[Saved data entries]
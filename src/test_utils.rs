//! Test Utilities Module
//!
//! Deterministic builders for transactions, policies, and learner linkage
//! data, plus a counting analytics sink.
//!
//! These utilities are only compiled when running tests or when the
//! `test_utils` feature is enabled.

#![cfg(any(test, feature = "test_utils"))]

use std::sync::atomic::{AtomicUsize, Ordering};

use crate::analytics::{AnalyticsSink, EnrollmentEvent};
use crate::types::{
    EnterpriseCustomer, EnterpriseCustomerUser, EnterpriseLearnerData, SubsidyAccessPolicy,
    SubsidyTransaction, TransactionState,
};

/// Build a pending transaction pointing at `status_url`
pub fn pending_transaction(uuid: &str, status_url: &str) -> SubsidyTransaction {
    SubsidyTransaction {
        uuid: uuid.to_string(),
        state: TransactionState::Pending,
        lms_user_id: Some(123),
        content_key: Some("course-v1:edX+DemoX+Demo".to_string()),
        subsidy_access_policy_uuid: Some("policy-1".to_string()),
        transaction_status_api_url: Some(status_url.to_string()),
        coupon_code: None,
        metadata: None,
        created: None,
        modified: None,
    }
}

/// Build a committed transaction
pub fn committed_transaction(uuid: &str) -> SubsidyTransaction {
    SubsidyTransaction {
        state: TransactionState::Committed,
        ..pending_transaction(uuid, "https://subsidy.example.com/status/")
    }
}

/// Build a failed transaction
pub fn failed_transaction(uuid: &str) -> SubsidyTransaction {
    SubsidyTransaction {
        state: TransactionState::Failed,
        ..pending_transaction(uuid, "https://subsidy.example.com/status/")
    }
}

/// Build a subsidy access policy redeeming at `redemption_url`
pub fn subsidy_policy(redemption_url: &str) -> SubsidyAccessPolicy {
    SubsidyAccessPolicy {
        uuid: "policy-1".to_string(),
        policy_redemption_url: redemption_url.to_string(),
        policy_type: Some("PerLearnerSpendCreditAccessPolicy".to_string()),
        display_name: Some("Learner Credit".to_string()),
    }
}

/// Build an enterprise customer
pub fn enterprise_customer(uuid: &str, slug: &str) -> EnterpriseCustomer {
    EnterpriseCustomer {
        uuid: uuid.to_string(),
        slug: slug.to_string(),
        name: slug.to_uppercase(),
        enable_one_academy: false,
    }
}

/// Build a linkage record
pub fn linked(customer: EnterpriseCustomer, active: bool) -> EnterpriseCustomerUser {
    EnterpriseCustomerUser { active, enterprise_customer: customer }
}

/// Build a learner linkage aggregate
pub fn learner_data(
    enterprise_customer: Option<EnterpriseCustomer>,
    active: Option<EnterpriseCustomer>,
    all_linked: Vec<EnterpriseCustomerUser>,
) -> EnterpriseLearnerData {
    EnterpriseLearnerData {
        enterprise_customer,
        active_enterprise_customer: active,
        all_linked_enterprise_customer_users: all_linked,
        staff_enterprise_customer: None,
        should_update_active_enterprise_customer_user: false,
    }
}

/// Analytics sink counting invocations for assertions
#[derive(Debug, Default)]
pub struct CountingAnalytics {
    search_conversions: AtomicUsize,
    enterprise_enrollments: AtomicUsize,
}

impl CountingAnalytics {
    /// Number of search conversion events tracked
    pub fn search_conversions(&self) -> usize {
        self.search_conversions.load(Ordering::SeqCst)
    }

    /// Number of enterprise enrollment events tracked
    pub fn enterprise_enrollments(&self) -> usize {
        self.enterprise_enrollments.load(Ordering::SeqCst)
    }
}

impl AnalyticsSink for CountingAnalytics {
    fn track_search_conversion(&self, _event: &EnrollmentEvent<'_>) {
        self.search_conversions.fetch_add(1, Ordering::SeqCst);
    }

    fn track_enterprise_enrollment(&self, _event: &EnrollmentEvent<'_>) {
        self.enterprise_enrollments.fetch_add(1, Ordering::SeqCst);
    }
}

Work to complete = Exactly as they stand above, write out the entries.

Exercise output =
filename src/test_utils.rs
//! Test Utilities Module
//!
//! Deterministic builders for transactions, policies, and learner linkage
//! data, plus a counting analytics sink.
//!
//! These utilities are only compiled when running tests or when the
//! `test_utils` feature is enabled.

#![cfg(any(test, feature = "test_utils"))]

use std::sync::atomic::{AtomicUsize, Ordering};

use crate::analytics::{AnalyticsSink, EnrollmentEvent};
use crate::types::{
    EnterpriseCustomer, EnterpriseCustomerUser, EnterpriseLearnerData, SubsidyAccessPolicy,
    SubsidyTransaction, TransactionState,
};

/// Build a pending transaction pointing at `status_url`
pub fn pending_transaction(uuid: &str, status_url: &str) -> SubsidyTransaction {
    SubsidyTransaction {
        uuid: uuid.to_string(),
        state: TransactionState::Pending,
        lms_user_id: Some(123),
        content_key: Some("course-v1:edX+DemoX+Demo".to_string()),
        subsidy_access_policy_uuid: Some("policy-1".to_string()),
        transaction_status_api_url: Some(status_url.to_string()),
        coupon_code: None,
        metadata: None,
        created: None,
        modified: None,
    }
}

/// Build a committed transaction
pub fn committed_transaction(uuid: &str) -> SubsidyTransaction {
    SubsidyTransaction {
        state: TransactionState::Committed,
        ..pending_transaction(uuid, "https://subsidy.example.com/status/")
    }
}

/// Build a failed transaction
pub fn failed_transaction(uuid: &str) -> SubsidyTransaction {
    SubsidyTransaction {
        state: TransactionState::Failed,
        ..pending_transaction(uuid, "https://subsidy.example.com/status/")
    }
}

/// Build a subsidy access policy redeeming at `redemption_url`
pub fn subsidy_policy(redemption_url: &str) -> SubsidyAccessPolicy {
    SubsidyAccessPolicy {
        uuid: "policy-1".to_string(),
        policy_redemption_url: redemption_url.to_string(),
        policy_type: Some("PerLearnerSpendCreditAccessPolicy".to_string()),
        display_name: Some("Learner Credit".to_string()),
    }
}

/// Build an enterprise customer
pub fn enterprise_customer(uuid: &str, slug: &str) -> EnterpriseCustomer {
    EnterpriseCustomer {
        uuid: uuid.to_string(),
        slug: slug.to_string(),
        name: slug.to_uppercase(),
        enable_one_academy: false,
    }
}

/// Build a linkage record
pub fn linked(customer: EnterpriseCustomer, active: bool) -> EnterpriseCustomerUser {
    EnterpriseCustomerUser { active, enterprise_customer: customer }
}

/// Build a learner linkage aggregate
pub fn learner_data(
    enterprise_customer: Option<EnterpriseCustomer>,
    active: Option<EnterpriseCustomer>,
    all_linked: Vec<EnterpriseCustomerUser>,
) -> EnterpriseLearnerData {
    EnterpriseLearnerData {
        enterprise_customer,
        active_enterprise_customer: active,
        all_linked_enterprise_customer_users: all_linked,
        staff_enterprise_customer: None,
        should_update_active_enterprise_customer_user: false,
    }
}

/// Analytics sink counting invocations for assertions
#[derive(Debug, Default)]
pub struct CountingAnalytics {
    search_conversions: AtomicUsize,
    enterprise_enrollments: AtomicUsize,
}

impl CountingAnalytics {
    /// Number of search conversion events tracked
    pub fn search_conversions(&self) -> usize {
        self.search_conversions.load(Ordering::SeqCst)
    }

    /// Number of enterprise enrollment events tracked
    pub fn enterprise_enrollments(&self) -> usize {
        self.enterprise_enrollments.load(Ordering::SeqCst)
    }
}

impl AnalyticsSink for CountingAnalytics {
    fn track_search_conversion(&self, _event: &EnrollmentEvent<'_>) {
        self.search_conversions.fetch_add(1, Ordering::SeqCst);
    }

    fn track_enterprise_enrollment(&self, _event: &EnrollmentEvent<'_>) {
        self.enterprise_enrollments.fetch_add(1, Ordering::SeqCst);
    }
}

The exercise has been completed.